(EXTRACTED MATERIAL)
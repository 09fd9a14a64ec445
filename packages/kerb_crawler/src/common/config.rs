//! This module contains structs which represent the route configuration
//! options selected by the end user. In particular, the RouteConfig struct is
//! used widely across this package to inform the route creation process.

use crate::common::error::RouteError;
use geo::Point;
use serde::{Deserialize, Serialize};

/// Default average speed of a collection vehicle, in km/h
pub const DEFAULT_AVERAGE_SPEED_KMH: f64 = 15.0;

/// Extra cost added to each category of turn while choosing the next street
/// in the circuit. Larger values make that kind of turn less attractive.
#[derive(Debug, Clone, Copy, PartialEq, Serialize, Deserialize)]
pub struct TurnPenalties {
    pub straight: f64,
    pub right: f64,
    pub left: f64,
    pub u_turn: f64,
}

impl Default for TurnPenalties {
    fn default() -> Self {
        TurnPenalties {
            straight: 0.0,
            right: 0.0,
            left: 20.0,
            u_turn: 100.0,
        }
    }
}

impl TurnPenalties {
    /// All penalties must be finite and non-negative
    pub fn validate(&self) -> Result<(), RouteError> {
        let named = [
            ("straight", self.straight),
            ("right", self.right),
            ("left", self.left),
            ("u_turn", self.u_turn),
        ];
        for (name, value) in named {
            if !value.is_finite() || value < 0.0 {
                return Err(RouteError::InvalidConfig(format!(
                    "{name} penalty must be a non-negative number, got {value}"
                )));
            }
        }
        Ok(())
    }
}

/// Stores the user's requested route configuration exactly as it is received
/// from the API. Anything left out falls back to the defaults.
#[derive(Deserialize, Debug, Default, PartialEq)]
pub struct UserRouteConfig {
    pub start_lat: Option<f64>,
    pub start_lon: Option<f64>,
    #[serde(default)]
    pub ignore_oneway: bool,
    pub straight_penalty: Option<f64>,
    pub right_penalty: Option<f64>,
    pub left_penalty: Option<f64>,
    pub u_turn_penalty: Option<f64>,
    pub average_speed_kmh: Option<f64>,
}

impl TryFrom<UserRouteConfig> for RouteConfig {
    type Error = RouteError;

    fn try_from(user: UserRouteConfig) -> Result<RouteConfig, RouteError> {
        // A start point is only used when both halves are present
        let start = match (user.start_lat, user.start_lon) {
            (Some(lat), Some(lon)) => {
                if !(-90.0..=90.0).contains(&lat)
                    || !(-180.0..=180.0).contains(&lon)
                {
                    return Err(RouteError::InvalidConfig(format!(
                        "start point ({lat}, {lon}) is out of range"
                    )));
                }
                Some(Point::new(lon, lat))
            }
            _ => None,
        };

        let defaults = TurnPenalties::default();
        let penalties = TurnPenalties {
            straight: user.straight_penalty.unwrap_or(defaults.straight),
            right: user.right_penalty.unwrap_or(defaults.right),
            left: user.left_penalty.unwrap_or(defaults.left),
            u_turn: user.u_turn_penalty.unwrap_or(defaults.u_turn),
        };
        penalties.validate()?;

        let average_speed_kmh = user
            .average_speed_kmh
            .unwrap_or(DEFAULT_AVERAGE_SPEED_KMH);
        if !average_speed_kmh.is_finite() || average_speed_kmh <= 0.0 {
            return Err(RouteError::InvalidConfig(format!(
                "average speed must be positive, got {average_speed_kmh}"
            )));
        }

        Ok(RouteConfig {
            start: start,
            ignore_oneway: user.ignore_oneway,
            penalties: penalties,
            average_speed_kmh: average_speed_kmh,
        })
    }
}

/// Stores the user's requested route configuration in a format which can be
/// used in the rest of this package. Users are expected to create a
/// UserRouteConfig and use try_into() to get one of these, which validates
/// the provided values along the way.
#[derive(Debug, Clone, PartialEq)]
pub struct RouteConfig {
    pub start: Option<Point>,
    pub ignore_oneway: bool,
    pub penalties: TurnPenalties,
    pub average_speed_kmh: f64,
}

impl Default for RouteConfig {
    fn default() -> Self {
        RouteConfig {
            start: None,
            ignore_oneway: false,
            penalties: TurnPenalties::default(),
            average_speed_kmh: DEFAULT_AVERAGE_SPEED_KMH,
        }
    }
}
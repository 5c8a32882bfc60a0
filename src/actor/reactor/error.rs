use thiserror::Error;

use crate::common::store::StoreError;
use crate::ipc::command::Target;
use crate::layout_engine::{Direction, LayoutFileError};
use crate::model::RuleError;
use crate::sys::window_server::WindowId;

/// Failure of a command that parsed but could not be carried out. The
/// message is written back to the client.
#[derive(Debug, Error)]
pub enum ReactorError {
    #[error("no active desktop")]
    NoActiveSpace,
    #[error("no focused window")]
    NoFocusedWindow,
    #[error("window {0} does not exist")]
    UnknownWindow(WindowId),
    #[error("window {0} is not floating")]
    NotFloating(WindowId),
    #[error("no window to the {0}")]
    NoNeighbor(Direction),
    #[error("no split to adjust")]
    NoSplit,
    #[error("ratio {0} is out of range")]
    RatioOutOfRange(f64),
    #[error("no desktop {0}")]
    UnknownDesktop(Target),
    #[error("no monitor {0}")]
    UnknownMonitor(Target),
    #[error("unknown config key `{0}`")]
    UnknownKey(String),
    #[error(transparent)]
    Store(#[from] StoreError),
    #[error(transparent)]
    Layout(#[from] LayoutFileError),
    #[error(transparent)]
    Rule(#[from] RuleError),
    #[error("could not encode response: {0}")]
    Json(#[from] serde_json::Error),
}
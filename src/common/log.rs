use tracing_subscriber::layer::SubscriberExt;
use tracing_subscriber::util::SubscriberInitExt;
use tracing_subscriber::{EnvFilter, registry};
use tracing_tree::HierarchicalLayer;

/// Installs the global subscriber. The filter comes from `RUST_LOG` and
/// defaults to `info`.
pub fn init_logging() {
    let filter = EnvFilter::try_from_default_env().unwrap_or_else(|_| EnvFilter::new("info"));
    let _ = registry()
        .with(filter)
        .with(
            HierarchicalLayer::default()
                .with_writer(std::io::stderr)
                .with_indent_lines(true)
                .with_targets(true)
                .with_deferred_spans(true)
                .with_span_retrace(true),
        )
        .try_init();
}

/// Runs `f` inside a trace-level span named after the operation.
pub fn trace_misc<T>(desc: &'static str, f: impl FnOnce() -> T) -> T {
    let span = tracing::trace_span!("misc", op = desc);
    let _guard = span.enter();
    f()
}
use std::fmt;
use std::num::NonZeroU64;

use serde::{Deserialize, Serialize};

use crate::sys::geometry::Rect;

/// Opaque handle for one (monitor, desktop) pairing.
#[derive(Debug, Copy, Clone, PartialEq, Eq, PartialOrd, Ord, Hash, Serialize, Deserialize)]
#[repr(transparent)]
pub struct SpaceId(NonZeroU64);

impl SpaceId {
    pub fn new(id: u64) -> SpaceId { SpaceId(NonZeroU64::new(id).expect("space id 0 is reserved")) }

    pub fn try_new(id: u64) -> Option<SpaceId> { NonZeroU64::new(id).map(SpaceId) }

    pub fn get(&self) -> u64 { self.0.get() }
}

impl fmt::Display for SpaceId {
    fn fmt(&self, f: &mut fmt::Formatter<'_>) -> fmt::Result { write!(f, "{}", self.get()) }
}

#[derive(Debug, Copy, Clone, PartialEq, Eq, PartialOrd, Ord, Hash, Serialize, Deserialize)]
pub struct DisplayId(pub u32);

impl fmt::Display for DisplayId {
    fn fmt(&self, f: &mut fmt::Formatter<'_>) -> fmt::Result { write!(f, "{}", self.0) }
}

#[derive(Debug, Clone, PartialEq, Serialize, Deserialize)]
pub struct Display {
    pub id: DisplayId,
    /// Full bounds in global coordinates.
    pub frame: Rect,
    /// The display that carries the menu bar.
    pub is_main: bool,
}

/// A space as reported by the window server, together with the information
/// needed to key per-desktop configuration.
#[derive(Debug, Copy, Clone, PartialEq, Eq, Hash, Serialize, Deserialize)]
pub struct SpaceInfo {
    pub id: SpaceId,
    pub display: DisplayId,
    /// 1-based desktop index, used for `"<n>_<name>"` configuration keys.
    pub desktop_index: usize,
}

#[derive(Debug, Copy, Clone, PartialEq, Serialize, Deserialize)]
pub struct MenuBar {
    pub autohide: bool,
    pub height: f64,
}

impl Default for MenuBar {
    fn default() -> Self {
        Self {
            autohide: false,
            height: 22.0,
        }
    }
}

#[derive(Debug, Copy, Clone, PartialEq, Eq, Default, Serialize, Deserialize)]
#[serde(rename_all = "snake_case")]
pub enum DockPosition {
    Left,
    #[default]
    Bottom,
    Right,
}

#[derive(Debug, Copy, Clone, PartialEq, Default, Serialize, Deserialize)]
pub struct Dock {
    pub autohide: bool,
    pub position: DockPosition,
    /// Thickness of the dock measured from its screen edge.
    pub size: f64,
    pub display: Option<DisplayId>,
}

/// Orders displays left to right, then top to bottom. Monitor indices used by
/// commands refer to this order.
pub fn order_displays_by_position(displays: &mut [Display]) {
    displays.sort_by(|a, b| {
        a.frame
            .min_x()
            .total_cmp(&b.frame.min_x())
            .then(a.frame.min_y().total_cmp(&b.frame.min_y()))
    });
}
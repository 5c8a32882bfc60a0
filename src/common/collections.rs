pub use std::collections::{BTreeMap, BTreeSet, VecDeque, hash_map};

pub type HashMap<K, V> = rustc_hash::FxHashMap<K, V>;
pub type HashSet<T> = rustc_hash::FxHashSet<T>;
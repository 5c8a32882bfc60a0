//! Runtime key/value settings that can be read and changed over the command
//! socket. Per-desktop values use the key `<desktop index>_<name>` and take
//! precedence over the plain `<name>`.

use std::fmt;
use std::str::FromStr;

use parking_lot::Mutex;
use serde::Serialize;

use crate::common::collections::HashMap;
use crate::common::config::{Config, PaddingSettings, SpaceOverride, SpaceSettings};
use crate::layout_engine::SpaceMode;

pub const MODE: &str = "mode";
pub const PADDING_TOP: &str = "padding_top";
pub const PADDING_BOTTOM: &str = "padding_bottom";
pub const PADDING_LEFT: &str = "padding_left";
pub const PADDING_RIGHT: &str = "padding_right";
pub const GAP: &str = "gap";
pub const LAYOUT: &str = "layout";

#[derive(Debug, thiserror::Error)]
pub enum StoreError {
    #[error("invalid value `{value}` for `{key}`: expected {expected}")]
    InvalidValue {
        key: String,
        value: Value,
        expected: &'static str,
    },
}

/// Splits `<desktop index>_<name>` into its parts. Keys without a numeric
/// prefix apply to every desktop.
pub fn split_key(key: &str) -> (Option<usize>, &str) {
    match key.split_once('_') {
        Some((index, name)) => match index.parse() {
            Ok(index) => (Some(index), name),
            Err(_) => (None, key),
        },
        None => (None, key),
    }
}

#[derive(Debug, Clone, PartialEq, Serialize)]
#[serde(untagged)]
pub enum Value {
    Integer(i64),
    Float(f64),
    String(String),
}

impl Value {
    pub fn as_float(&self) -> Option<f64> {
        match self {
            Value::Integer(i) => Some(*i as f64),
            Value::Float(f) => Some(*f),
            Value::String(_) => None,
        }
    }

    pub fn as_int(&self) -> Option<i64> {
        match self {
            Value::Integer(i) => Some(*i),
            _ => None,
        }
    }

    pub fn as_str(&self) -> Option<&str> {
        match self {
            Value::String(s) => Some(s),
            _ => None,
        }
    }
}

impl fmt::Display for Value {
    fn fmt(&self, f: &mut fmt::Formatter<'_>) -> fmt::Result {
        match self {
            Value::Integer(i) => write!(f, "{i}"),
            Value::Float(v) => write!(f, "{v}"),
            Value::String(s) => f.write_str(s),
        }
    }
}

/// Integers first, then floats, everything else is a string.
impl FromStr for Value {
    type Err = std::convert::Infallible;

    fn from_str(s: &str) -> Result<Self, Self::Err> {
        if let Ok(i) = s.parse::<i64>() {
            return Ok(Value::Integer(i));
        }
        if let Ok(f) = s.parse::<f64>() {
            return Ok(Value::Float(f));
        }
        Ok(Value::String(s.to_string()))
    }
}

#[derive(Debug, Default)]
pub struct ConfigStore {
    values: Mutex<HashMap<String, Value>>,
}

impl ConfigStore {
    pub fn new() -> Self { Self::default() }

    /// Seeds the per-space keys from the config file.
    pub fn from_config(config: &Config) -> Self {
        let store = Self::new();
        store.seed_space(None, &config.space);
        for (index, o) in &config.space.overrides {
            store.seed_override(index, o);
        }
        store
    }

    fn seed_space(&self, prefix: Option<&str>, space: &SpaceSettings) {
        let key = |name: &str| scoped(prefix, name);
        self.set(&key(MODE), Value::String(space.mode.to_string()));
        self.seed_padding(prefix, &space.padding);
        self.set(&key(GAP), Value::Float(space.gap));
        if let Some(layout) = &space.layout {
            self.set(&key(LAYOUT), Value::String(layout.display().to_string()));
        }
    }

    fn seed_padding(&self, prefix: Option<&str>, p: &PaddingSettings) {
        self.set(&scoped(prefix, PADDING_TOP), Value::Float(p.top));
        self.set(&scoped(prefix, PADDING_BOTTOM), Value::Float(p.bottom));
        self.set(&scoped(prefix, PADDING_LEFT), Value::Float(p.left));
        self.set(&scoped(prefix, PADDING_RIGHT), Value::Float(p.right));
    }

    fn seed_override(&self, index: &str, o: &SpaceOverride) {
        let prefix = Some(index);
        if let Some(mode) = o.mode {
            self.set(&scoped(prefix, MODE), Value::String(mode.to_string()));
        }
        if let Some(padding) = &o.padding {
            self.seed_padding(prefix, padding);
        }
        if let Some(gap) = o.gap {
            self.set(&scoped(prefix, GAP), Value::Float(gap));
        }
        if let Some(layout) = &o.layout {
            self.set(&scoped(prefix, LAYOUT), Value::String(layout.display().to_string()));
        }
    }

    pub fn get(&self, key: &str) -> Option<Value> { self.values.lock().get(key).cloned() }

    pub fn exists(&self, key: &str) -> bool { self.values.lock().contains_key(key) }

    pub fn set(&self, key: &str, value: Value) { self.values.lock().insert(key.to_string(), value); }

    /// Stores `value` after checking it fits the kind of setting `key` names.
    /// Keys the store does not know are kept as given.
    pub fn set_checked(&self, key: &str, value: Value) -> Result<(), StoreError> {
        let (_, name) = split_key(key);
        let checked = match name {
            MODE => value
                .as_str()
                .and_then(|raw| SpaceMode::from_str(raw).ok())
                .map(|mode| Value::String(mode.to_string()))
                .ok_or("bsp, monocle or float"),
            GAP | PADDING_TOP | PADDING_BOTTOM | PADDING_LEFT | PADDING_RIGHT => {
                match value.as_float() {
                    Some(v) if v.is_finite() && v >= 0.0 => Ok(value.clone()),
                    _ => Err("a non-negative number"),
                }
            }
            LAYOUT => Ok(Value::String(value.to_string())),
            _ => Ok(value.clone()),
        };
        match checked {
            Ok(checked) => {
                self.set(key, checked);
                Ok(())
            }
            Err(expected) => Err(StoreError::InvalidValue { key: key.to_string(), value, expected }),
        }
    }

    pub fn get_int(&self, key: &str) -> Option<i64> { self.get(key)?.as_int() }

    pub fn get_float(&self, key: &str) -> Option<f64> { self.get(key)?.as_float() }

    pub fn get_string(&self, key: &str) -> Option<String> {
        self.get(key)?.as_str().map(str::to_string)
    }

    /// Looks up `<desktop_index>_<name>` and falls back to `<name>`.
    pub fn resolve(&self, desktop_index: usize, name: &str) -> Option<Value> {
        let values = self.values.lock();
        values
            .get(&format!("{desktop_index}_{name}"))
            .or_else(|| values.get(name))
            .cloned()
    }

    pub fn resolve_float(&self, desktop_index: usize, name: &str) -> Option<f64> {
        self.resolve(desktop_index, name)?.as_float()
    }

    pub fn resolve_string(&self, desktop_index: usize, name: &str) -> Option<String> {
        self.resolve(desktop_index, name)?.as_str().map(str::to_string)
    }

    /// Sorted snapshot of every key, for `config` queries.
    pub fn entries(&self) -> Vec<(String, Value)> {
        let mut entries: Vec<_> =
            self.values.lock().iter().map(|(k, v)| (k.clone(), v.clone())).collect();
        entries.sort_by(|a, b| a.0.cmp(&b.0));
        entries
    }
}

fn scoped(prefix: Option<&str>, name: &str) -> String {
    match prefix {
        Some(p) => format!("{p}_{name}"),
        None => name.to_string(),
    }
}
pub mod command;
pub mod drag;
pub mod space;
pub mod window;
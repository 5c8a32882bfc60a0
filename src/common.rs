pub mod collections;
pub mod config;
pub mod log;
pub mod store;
(End EXTRACTED MATERIAL)
- YOUR OBJECTIVE -
Write only the number of lines in the records that contain the string "filename".

- PROBLEM SOLUTION -
5